**Task prompt**
Go through the entries below and pick out every line with "memory".

**Information shown**
──────────────────────────────
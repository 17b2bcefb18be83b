use serde::{Deserialize, Serialize};
use std::fmt;
use std::path::{Path, PathBuf};

use super::redact::Redacted;
use super::security;

/// Top-level application configuration.
#[derive(Debug, Clone, Serialize, Deserialize)]
pub struct AppConfig {
    pub server: ServerConfig,
    pub upload: UploadConfig,
    pub media: MediaConfig,
    pub storage: StorageConfig,
    pub auth: AuthConfig,
    pub observability: ObservabilityConfig,
}

#[derive(Debug, Clone, Serialize, Deserialize)]
pub struct ServerConfig {
    pub host: String,
    pub port: u16,
    #[serde(default = "default_cors_allowed_origins")]
    pub cors_allowed_origins: Vec<String>,
}

fn default_cors_allowed_origins() -> Vec<String> {
    vec!["*".to_string()]
}

#[derive(Debug, Clone, Serialize, Deserialize)]
pub struct UploadConfig {
    /// Directory for temporary upload spools. Empty means the OS temp dir.
    #[serde(default)]
    pub spool_dir: PathBuf,
    pub max_video_bytes: u64,
    pub max_thumbnail_bytes: u64,
    pub upload_timeout_secs: u64,
}

impl UploadConfig {
    pub fn spool_dir(&self) -> PathBuf {
        if self.spool_dir.as_os_str().is_empty() {
            std::env::temp_dir()
        } else {
            self.spool_dir.clone()
        }
    }
}

#[derive(Debug, Clone, Serialize, Deserialize)]
pub struct MediaConfig {
    pub ffprobe_path: String,
    pub ffmpeg_path: String,
    pub probe_timeout_secs: u64,
    pub remux_timeout_secs: u64,
}

#[derive(Clone, Serialize, Deserialize)]
pub struct StorageConfig {
    /// `"s3"` or `"memory"`.
    pub backend: String,
    pub bucket: String,
    pub region: String,
    #[serde(default)]
    pub endpoint: String,
    #[serde(default)]
    pub access_key_id: String,
    #[serde(default)]
    pub secret_access_key: String,
    #[serde(default)]
    pub path_style: bool,
    #[serde(default = "default_request_timeout_secs")]
    pub request_timeout_secs: u64,
    /// Base URL the in-memory backend uses for public and signed object URLs.
    #[serde(default = "default_public_base_url")]
    pub public_base_url: String,
    /// HMAC key for the in-memory backend's URL signer.
    #[serde(default)]
    pub signing_secret: String,
}

fn default_request_timeout_secs() -> u64 {
    30
}
fn default_public_base_url() -> String {
    "http://localhost:8091".to_string()
}

#[derive(Clone, Serialize, Deserialize)]
pub struct AuthConfig {
    pub jwt_secret: String,
    pub token_ttl_secs: u64,
}

impl fmt::Debug for StorageConfig {
    fn fmt(&self, f: &mut fmt::Formatter<'_>) -> fmt::Result {
        f.debug_struct("StorageConfig")
            .field("backend", &self.backend)
            .field("bucket", &self.bucket)
            .field("region", &self.region)
            .field("endpoint", &self.endpoint)
            .field("access_key_id", &self.access_key_id)
            .field("secret_access_key", &Redacted::new(&self.secret_access_key))
            .field("path_style", &self.path_style)
            .field("request_timeout_secs", &self.request_timeout_secs)
            .field("public_base_url", &self.public_base_url)
            .field("signing_secret", &Redacted::new(&self.signing_secret))
            .finish()
    }
}

impl fmt::Debug for AuthConfig {
    fn fmt(&self, f: &mut fmt::Formatter<'_>) -> fmt::Result {
        f.debug_struct("AuthConfig")
            .field("jwt_secret", &Redacted::new(&self.jwt_secret))
            .field("token_ttl_secs", &self.token_ttl_secs)
            .finish()
    }
}

#[derive(Debug, Clone, Serialize, Deserialize)]
pub struct ObservabilityConfig {
    pub log_level: String,
    pub log_format: String,
    pub metrics_enabled: bool,
}

impl AppConfig {
    /// Load configuration with layered overrides:
    /// 1. config/default.toml
    /// 2. config/{env}.toml (based on TUBELY_ENV)
    /// 3. Environment variables (TUBELY_* prefix)
    pub fn load() -> anyhow::Result<Self> {
        Self::load_from(Path::new("config"))
    }

    pub fn load_from(dir: &Path) -> anyhow::Result<Self> {
        let default_path = dir.join("default.toml");
        let default_content = std::fs::read_to_string(&default_path)
            .map_err(|e| anyhow::anyhow!("failed to read {}: {}", default_path.display(), e))?;

        let mut config: AppConfig = toml::from_str(&default_content)
            .map_err(|e| anyhow::anyhow!("failed to parse {}: {}", default_path.display(), e))?;

        // Layer 2: environment-specific overrides
        let env_name = std::env::var("TUBELY_ENV").unwrap_or_else(|_| "development".to_string());
        let env_path = dir.join(format!("{}.toml", env_name));
        if let Ok(env_content) = std::fs::read_to_string(&env_path) {
            let env_config: AppConfig = toml::from_str(&env_content)
                .map_err(|e| anyhow::anyhow!("failed to parse {}: {}", env_path.display(), e))?;
            config = env_config;
        }

        // Layer 3: environment variable overrides (selected keys)
        Self::apply_env_overrides(&mut config);

        config.validate()?;
        Ok(config)
    }

    fn apply_env_overrides(config: &mut AppConfig) {
        if let Ok(v) = std::env::var("TUBELY_SERVER_HOST") {
            config.server.host = v;
        }
        if let Ok(v) = std::env::var("TUBELY_SERVER_PORT") {
            if let Ok(port) = v.parse() {
                config.server.port = port;
            }
        }
        if let Ok(v) = std::env::var("TUBELY_UPLOAD_SPOOL_DIR") {
            config.upload.spool_dir = PathBuf::from(v);
        }
        if let Ok(v) = std::env::var("TUBELY_MEDIA_FFPROBE_PATH") {
            config.media.ffprobe_path = v;
        }
        if let Ok(v) = std::env::var("TUBELY_MEDIA_FFMPEG_PATH") {
            config.media.ffmpeg_path = v;
        }
        if let Ok(v) = std::env::var("TUBELY_STORAGE_BACKEND") {
            config.storage.backend = v;
        }
        if let Ok(v) = std::env::var("TUBELY_STORAGE_ENDPOINT") {
            config.storage.endpoint = v;
        }
        if let Ok(v) = std::env::var("TUBELY_STORAGE_BUCKET") {
            config.storage.bucket = v;
        }
        if let Ok(v) = std::env::var("TUBELY_STORAGE_REGION") {
            config.storage.region = v;
        }
        if let Ok(v) = std::env::var("TUBELY_STORAGE_ACCESS_KEY_ID") {
            config.storage.access_key_id = v;
        }
        if let Ok(v) = std::env::var("TUBELY_STORAGE_SECRET_ACCESS_KEY") {
            config.storage.secret_access_key = v;
        }
        if let Ok(v) = std::env::var("TUBELY_STORAGE_PUBLIC_BASE_URL") {
            config.storage.public_base_url = v;
        }
        if let Ok(v) = std::env::var("TUBELY_STORAGE_SIGNING_SECRET") {
            config.storage.signing_secret = v;
        }
        if let Ok(v) = std::env::var("TUBELY_AUTH_JWT_SECRET") {
            config.auth.jwt_secret = v;
        }
        if let Ok(v) = std::env::var("TUBELY_OBSERVABILITY_LOG_LEVEL") {
            config.observability.log_level = v;
        }
        if let Ok(v) = std::env::var("TUBELY_OBSERVABILITY_LOG_FORMAT") {
            config.observability.log_format = v;
        }
    }

    /// Reject combinations the service cannot start with.
    pub fn validate(&self) -> anyhow::Result<()> {
        if self.storage.bucket.is_empty() || self.storage.bucket.contains(',') {
            anyhow::bail!(
                "storage.bucket must be non-empty and must not contain ',' (got {:?})",
                self.storage.bucket
            );
        }
        match self.storage.backend.as_str() {
            "s3" | "memory" => {}
            other => anyhow::bail!("unknown storage.backend {:?}", other),
        }
        if self.auth.jwt_secret.is_empty() {
            anyhow::bail!("auth.jwt_secret must be set");
        }
        if self.upload.max_video_bytes == 0 || self.upload.max_thumbnail_bytes == 0 {
            anyhow::bail!("upload size ceilings must be non-zero");
        }
        Ok(())
    }
}

impl Default for AppConfig {
    fn default() -> Self {
        Self {
            server: ServerConfig {
                host: "0.0.0.0".to_string(),
                port: 8091,
                cors_allowed_origins: default_cors_allowed_origins(),
            },
            upload: UploadConfig {
                spool_dir: PathBuf::new(),
                max_video_bytes: security::MAX_VIDEO_UPLOAD_BYTES,
                max_thumbnail_bytes: security::MAX_THUMBNAIL_UPLOAD_BYTES,
                upload_timeout_secs: 600,
            },
            media: MediaConfig {
                ffprobe_path: "ffprobe".to_string(),
                ffmpeg_path: "ffmpeg".to_string(),
                probe_timeout_secs: 30,
                remux_timeout_secs: 300,
            },
            storage: StorageConfig {
                backend: "memory".to_string(),
                bucket: "tubely-media".to_string(),
                region: "us-east-1".to_string(),
                endpoint: String::new(),
                access_key_id: String::new(),
                secret_access_key: String::new(),
                path_style: false,
                request_timeout_secs: 30,
                public_base_url: default_public_base_url(),
                signing_secret: "dev-signing-secret".to_string(),
            },
            auth: AuthConfig {
                jwt_secret: "dev-jwt-secret".to_string(),
                token_ttl_secs: 3600,
            },
            observability: ObservabilityConfig {
                log_level: "info".to_string(),
                log_format: "json".to_string(),
                metrics_enabled: true,
            },
        }
    }
}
──────────────────────────────
**Response to the exercise**
    /// `"s3"` or `"memory"`.
    /// Base URL the in-memory backend uses for public and signed object URLs.
    /// HMAC key for the in-memory backend's URL signer.
            "s3" | "memory" => {}
                backend: "memory".to_string(),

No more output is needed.